VIEWLIST: I Can Read in Red, I Can Read in Blue, I Can Read in Pickle Color Too, Conceived by Douglas Meliniposted February 10th, 2009
VIEWLIST is MINUS SPACE’s new online project space where we invite artists and others to curate a visual essay of images. VIEWLIST exhibitions are experimental and usually thematic, and can include art works spanning various time periods, movements, and geographic locations. Exhibitions may also include ideas and images from disciplines outside of the visual arts. With VIEWLIST, we’ve created a venue that focuses exclusively on ideas, a kind of idealized curatorial space, where exhibition budgets, loans and acquisitions of art works, timelines, and all other logistics are set aside. Our first viewlist exhibition is conceived by Brooklyn-based painter Douglas Melini.

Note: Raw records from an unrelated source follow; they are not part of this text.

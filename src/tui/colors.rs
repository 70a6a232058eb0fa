//! Color constants for the terminal user interface.

use ratatui::style::Color;

/// Headers, focused fields and the enabled submit button.
pub const ACCENT: Color = Color::Rgb(37, 99, 235);
/// Secondary text: statuses, descriptions, hints.
pub const MUTED: Color = Color::Rgb(107, 114, 128);
/// Completed tasks and the disabled submit button.
pub const DIMMED: Color = Color::Rgb(156, 163, 175);
/// Used for the delete confirmation.
pub const DARK_RED: Color = Color::Rgb(114, 0, 0);
//! # Quill Shared
//!
//! Wire types shared by the API server and its clients.
//! Field names follow the JSON contract of the blog frontend (camelCase, `_id`).

pub mod dto;
pub mod response;

pub use response::{ErrorResponse, FieldErrorBody};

I Can Read in Red, I Can Read in Blue, I Can Read in Pickle Color Too Trying to make sense of color can be so difficult. I guess a big reason is that there has been very little written about it to help us out. I’m always grouping my experiences, and ideas about color together; making lists of my thoughts, categorizing them, hoping that somehow this process will help me achieve a better understanding of what color means to me. Some of those meditations are about the relationship between color and humor, and that sense of playfulness that can happen with color, shape, and space. For a long time now, I’ve had this theory that the way we look and think about color has been influenced by the late Theodor Geisel, better known to the world as the beloved Dr. Seuss. For those of us born after the 1950s, Dr. Seuss books became one of our first formal encounters with color. For me, it was the first time I began to assign meaning to color. The words, shapes, and feel of color in those books all seemed wrapped up together and functioned as a whole. As a kid I would often open those books just to breeze through the images. That excitement is something I have never forgotten. Sometimes when I see certain works of art I feel like I am having that experience all over again. For the last 12 years or so, I’ve made mental notations of artworks that fall into this space and this group of images is a collection of those thoughts, a representation of those experiences.